▶ Task goal: Could you find every line in the records below that contains the word "PipelineError" and copy it?

**** Available data

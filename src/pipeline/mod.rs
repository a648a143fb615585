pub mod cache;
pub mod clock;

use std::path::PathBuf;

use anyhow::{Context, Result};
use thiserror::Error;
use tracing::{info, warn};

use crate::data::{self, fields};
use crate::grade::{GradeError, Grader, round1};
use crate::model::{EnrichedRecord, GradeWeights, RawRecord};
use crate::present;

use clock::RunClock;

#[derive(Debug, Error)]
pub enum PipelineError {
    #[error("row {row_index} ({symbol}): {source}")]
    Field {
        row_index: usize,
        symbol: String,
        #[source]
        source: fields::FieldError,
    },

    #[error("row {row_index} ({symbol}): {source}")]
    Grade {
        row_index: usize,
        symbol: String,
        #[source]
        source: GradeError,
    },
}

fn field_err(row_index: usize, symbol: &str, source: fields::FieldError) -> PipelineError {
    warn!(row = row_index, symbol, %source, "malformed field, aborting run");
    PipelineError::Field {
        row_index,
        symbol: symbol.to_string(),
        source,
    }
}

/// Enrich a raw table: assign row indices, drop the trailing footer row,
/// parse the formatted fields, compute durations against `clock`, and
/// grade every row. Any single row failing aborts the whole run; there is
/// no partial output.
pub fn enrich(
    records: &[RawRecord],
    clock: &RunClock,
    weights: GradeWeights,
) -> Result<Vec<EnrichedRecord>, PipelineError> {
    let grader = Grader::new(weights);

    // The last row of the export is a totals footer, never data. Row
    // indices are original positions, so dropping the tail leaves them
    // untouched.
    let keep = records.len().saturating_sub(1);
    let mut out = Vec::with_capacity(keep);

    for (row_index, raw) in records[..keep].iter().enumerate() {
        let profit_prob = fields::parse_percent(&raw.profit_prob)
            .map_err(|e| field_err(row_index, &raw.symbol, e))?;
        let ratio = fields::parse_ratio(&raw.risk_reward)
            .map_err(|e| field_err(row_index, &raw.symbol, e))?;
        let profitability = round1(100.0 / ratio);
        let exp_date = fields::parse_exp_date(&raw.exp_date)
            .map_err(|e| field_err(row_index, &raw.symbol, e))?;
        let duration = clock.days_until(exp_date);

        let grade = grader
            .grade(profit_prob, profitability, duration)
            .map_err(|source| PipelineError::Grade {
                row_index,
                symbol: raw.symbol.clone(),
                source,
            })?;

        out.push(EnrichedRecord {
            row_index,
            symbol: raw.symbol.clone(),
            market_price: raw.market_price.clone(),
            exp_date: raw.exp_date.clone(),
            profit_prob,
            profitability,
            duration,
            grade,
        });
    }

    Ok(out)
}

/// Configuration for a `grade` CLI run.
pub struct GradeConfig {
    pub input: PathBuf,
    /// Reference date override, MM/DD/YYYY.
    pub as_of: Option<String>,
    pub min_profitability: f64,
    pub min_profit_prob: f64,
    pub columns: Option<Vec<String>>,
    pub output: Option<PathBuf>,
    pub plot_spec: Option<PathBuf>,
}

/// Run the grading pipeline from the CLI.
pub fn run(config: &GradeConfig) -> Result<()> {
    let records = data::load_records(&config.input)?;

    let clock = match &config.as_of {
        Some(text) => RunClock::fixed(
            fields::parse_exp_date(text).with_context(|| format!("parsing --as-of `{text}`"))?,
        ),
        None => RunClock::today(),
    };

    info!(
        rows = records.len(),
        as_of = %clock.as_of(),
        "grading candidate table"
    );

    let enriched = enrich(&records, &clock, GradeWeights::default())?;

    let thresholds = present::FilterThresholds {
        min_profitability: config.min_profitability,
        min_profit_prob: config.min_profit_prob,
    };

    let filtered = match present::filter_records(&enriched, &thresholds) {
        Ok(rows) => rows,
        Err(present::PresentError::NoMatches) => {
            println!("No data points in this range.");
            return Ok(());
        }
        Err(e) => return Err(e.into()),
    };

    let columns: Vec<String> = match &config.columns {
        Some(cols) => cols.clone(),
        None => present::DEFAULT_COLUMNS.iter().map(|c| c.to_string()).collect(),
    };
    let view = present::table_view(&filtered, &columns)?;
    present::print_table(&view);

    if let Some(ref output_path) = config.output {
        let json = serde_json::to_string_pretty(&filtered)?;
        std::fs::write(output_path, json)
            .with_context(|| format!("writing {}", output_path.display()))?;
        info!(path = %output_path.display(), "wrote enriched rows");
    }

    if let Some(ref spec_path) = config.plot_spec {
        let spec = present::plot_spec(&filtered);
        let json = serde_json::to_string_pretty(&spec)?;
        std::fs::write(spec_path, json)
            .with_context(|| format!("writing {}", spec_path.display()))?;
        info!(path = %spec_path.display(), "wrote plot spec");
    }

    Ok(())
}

********
**** Available data

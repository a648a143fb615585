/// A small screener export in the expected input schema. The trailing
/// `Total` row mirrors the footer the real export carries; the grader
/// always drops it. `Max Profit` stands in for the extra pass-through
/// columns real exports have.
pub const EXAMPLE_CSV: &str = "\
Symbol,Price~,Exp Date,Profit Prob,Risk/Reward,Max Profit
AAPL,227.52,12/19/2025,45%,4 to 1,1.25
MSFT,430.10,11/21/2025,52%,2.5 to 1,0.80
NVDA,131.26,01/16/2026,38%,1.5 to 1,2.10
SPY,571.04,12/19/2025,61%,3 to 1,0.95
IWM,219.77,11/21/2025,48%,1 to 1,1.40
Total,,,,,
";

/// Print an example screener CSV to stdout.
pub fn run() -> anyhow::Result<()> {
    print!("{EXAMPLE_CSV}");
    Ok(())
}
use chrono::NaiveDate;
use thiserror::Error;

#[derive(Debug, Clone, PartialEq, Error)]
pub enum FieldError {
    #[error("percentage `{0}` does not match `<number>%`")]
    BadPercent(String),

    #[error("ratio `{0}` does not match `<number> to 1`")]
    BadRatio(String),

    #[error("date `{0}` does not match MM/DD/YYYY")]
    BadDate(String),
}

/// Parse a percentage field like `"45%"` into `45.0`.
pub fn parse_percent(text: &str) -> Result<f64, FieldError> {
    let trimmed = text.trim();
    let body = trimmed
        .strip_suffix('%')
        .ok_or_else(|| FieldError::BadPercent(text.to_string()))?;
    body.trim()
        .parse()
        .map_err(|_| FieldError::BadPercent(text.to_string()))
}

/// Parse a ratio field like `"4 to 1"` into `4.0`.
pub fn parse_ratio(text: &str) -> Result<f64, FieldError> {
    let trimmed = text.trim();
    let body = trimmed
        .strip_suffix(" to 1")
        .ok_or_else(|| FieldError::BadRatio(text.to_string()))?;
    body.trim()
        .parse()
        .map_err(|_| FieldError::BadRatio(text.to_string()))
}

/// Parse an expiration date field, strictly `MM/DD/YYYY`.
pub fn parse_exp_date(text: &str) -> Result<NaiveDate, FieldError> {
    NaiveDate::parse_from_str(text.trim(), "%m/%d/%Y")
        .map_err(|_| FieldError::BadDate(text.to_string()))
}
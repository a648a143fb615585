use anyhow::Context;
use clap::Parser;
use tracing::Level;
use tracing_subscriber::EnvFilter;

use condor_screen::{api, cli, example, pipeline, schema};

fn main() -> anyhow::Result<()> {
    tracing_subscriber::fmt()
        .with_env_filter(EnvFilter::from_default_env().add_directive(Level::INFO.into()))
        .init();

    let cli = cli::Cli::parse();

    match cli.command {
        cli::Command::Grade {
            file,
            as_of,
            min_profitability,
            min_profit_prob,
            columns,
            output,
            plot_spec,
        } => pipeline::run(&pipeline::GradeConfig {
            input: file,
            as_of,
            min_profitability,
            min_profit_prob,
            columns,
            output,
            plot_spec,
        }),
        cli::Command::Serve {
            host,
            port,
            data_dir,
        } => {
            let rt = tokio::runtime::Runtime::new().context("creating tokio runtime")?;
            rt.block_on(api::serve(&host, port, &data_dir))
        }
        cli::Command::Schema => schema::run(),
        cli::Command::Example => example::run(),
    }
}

********

▶ Reply:
pub enum PipelineError {
fn field_err(row_index: usize, symbol: &str, source: fields::FieldError) -> PipelineError {
    PipelineError::Field {
) -> Result<Vec<EnrichedRecord>, PipelineError> {
            .map_err(|source| PipelineError::Grade {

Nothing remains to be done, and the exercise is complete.